Records for processing -
+===+

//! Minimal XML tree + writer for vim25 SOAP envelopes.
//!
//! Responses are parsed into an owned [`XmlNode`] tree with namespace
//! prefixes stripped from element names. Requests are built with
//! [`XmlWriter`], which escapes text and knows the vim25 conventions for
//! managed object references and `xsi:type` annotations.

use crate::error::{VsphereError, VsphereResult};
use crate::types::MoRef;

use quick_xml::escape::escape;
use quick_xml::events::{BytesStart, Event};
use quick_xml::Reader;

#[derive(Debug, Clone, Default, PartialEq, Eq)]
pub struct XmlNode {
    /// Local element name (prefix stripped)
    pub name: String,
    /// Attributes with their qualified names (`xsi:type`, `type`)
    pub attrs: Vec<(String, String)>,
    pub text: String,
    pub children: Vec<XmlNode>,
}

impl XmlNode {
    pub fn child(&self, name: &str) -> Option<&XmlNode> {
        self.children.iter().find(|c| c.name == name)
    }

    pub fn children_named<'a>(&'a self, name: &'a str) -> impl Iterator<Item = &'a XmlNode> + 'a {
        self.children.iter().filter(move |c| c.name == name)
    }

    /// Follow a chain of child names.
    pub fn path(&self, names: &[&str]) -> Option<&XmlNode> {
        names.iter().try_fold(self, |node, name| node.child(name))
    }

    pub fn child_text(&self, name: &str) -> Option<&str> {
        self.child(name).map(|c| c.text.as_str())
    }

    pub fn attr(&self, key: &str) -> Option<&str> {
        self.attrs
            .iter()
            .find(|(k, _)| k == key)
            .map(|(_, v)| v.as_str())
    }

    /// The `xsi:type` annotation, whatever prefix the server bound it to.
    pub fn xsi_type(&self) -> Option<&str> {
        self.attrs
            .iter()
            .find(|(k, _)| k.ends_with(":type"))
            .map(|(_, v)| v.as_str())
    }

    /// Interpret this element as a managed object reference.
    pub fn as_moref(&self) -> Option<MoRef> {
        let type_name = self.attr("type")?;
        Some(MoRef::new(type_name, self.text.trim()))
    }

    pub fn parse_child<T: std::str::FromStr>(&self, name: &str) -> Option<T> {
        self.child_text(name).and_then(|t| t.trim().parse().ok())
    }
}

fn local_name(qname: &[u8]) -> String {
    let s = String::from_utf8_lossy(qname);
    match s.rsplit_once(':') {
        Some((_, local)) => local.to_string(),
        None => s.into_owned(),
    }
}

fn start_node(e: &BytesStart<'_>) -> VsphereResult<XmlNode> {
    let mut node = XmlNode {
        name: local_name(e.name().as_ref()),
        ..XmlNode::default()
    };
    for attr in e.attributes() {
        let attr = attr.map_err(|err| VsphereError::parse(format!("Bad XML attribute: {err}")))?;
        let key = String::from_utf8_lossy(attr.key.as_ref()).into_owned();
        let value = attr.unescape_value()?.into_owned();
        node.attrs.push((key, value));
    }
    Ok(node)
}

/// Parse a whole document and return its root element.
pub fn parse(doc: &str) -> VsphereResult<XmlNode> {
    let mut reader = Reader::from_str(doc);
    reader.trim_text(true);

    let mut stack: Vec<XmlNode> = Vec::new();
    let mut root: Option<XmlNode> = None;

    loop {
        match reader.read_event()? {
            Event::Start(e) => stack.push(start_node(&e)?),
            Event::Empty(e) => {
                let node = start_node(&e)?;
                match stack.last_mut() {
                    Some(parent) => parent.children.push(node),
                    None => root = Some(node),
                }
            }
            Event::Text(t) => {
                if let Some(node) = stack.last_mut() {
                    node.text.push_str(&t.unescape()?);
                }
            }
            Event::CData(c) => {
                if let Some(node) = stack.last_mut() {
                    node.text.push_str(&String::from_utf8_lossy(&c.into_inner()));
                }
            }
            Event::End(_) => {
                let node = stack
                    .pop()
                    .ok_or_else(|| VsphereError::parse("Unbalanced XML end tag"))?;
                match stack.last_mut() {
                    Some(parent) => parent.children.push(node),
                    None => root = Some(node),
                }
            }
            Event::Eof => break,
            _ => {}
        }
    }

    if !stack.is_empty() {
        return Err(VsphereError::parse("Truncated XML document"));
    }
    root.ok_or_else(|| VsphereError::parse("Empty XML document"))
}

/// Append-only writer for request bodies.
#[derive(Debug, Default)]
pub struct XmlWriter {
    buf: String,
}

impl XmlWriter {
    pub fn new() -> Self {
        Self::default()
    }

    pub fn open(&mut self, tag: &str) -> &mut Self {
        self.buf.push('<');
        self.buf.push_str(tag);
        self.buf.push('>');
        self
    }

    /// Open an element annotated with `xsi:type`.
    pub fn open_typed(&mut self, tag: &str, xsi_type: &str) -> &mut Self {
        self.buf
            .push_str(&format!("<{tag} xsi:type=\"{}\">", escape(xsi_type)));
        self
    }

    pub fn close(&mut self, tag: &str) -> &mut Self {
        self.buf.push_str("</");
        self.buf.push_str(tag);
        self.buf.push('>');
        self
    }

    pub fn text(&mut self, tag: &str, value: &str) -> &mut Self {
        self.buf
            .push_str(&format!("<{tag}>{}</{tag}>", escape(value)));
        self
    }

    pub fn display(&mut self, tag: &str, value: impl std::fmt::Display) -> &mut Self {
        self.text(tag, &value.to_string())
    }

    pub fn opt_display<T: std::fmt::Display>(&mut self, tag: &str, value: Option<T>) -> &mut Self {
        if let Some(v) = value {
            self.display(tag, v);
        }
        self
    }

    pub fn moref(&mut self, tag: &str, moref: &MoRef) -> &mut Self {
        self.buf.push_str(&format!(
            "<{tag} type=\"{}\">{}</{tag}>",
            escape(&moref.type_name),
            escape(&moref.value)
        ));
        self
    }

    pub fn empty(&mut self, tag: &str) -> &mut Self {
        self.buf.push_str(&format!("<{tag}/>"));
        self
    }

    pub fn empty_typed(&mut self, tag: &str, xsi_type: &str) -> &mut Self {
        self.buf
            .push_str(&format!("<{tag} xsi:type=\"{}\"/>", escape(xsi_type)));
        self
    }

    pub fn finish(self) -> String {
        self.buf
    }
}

+===+

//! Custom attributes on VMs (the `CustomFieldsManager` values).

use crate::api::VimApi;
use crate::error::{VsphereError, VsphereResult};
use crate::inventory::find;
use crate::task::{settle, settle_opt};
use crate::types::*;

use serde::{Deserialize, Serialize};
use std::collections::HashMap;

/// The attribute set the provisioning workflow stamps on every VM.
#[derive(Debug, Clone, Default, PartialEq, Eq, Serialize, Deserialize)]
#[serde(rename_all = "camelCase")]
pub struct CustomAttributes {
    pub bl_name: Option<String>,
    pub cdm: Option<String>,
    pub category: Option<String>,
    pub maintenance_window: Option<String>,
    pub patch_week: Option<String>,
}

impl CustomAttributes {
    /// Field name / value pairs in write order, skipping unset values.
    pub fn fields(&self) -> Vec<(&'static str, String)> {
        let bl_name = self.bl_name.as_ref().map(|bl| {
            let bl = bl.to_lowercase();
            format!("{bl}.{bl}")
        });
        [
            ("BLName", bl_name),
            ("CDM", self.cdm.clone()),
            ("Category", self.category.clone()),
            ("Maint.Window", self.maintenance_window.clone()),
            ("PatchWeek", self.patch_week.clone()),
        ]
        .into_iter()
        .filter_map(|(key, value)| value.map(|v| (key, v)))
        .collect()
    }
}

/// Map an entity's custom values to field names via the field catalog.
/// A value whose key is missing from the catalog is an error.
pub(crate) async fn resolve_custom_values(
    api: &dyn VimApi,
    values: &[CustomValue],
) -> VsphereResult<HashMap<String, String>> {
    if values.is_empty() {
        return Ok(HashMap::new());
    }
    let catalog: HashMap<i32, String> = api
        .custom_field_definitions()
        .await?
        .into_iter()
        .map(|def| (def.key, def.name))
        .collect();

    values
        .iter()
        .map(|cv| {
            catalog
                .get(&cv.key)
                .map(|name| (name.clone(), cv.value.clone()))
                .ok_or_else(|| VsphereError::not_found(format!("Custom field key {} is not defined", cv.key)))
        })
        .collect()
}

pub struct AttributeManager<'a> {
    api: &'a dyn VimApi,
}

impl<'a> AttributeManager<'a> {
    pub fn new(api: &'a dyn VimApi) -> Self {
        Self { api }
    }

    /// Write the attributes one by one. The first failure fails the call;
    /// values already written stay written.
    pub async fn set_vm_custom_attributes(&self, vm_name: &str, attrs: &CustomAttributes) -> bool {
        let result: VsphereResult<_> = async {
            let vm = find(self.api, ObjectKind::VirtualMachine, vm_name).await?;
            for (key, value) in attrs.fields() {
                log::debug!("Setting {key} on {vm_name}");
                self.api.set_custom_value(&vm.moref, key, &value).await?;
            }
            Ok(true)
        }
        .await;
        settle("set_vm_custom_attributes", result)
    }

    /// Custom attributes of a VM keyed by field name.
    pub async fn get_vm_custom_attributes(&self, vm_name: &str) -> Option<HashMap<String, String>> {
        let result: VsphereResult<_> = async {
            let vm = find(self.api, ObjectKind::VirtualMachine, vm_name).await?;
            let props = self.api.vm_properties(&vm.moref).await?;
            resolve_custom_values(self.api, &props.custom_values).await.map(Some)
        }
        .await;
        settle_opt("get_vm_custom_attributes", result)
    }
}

+===+

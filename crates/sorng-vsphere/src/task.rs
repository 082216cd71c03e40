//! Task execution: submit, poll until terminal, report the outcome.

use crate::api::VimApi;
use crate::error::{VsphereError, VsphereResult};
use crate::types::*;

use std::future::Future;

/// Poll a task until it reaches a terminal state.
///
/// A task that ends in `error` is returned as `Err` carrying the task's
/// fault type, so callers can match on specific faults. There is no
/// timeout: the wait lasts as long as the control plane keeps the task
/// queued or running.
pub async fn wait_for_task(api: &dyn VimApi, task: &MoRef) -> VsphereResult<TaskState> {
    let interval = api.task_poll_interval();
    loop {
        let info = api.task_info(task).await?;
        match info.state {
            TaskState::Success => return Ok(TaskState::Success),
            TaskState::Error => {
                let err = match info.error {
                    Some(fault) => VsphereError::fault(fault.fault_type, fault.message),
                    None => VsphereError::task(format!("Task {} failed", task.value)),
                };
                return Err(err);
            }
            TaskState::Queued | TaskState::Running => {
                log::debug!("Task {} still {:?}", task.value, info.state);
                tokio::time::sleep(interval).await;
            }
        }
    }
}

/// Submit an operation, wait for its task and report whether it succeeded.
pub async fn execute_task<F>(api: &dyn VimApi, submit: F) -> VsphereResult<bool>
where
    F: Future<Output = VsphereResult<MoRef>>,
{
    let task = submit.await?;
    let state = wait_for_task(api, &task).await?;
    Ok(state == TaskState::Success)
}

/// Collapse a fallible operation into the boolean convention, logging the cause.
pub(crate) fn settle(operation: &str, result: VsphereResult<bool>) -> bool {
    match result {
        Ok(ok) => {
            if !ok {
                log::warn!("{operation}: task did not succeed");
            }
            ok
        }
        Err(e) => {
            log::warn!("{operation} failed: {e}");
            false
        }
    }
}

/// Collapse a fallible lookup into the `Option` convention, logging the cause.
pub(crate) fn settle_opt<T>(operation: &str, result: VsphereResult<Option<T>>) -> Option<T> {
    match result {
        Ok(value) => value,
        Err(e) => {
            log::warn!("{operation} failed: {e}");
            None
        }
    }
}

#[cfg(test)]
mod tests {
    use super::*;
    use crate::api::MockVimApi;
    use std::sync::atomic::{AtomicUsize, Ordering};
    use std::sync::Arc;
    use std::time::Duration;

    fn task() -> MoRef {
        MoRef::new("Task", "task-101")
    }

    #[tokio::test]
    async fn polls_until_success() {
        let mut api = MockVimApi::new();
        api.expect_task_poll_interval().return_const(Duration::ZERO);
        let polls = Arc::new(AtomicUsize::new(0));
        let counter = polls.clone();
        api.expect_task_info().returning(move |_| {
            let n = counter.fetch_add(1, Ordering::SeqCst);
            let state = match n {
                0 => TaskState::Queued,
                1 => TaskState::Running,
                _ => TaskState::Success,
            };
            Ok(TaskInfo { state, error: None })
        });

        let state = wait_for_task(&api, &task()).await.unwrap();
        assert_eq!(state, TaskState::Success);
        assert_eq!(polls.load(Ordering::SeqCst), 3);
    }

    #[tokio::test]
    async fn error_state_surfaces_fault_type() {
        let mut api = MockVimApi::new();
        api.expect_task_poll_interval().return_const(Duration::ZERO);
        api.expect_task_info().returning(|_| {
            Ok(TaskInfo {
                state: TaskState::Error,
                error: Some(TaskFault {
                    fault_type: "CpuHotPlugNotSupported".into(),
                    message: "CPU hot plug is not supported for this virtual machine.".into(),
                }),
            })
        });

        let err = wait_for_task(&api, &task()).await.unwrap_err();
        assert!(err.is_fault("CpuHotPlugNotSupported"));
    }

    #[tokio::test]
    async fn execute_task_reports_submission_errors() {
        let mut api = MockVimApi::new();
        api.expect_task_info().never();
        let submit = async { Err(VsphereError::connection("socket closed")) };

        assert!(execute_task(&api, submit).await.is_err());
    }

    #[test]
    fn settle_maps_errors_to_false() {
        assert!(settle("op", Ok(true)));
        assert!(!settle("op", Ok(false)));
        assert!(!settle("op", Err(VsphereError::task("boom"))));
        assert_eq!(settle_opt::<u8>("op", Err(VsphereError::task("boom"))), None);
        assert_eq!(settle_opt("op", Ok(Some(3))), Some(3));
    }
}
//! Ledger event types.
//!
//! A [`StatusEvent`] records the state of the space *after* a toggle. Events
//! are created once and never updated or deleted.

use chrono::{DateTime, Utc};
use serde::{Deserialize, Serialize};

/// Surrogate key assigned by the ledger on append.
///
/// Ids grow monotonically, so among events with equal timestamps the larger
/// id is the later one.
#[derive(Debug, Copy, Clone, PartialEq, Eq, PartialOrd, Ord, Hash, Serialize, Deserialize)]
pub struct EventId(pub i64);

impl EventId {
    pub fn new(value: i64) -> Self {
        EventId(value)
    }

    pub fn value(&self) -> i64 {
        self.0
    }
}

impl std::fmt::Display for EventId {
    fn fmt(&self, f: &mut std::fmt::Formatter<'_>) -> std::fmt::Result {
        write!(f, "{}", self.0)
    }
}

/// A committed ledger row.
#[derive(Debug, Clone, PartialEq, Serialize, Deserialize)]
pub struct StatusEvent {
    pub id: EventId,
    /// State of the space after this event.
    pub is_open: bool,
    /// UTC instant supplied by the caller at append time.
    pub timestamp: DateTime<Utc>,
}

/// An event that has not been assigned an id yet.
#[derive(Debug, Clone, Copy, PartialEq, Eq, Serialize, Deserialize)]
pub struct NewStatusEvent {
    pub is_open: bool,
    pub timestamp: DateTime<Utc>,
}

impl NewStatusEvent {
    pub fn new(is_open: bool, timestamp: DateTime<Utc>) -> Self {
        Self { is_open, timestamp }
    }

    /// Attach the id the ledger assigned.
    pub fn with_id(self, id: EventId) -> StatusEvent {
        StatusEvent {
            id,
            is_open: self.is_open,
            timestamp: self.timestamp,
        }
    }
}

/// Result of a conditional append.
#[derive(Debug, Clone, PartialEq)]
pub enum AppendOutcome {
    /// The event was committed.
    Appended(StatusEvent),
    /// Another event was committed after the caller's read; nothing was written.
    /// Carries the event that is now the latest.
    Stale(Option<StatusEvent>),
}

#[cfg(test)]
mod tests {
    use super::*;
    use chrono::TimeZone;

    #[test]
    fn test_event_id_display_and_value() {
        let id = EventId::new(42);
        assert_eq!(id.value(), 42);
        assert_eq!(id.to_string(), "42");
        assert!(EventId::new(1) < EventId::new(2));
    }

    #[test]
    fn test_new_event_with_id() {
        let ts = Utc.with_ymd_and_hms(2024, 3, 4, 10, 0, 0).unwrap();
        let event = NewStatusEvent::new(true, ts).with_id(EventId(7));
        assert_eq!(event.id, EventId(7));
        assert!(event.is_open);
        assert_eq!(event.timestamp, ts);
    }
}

+===+

What this task involves - Starting at the line with "vim25 SOAP envelopes." and ending at the line with "vim25 conventions for", print each line of the listing above exactly, with no other lines.

Written answer -
//! Minimal XML tree + writer for vim25 SOAP envelopes.
//!
//! Responses are parsed into an owned [`XmlNode`] tree with namespace
//! prefixes stripped from element names. Requests are built with
//! [`XmlWriter`], which escapes text and knows the vim25 conventions for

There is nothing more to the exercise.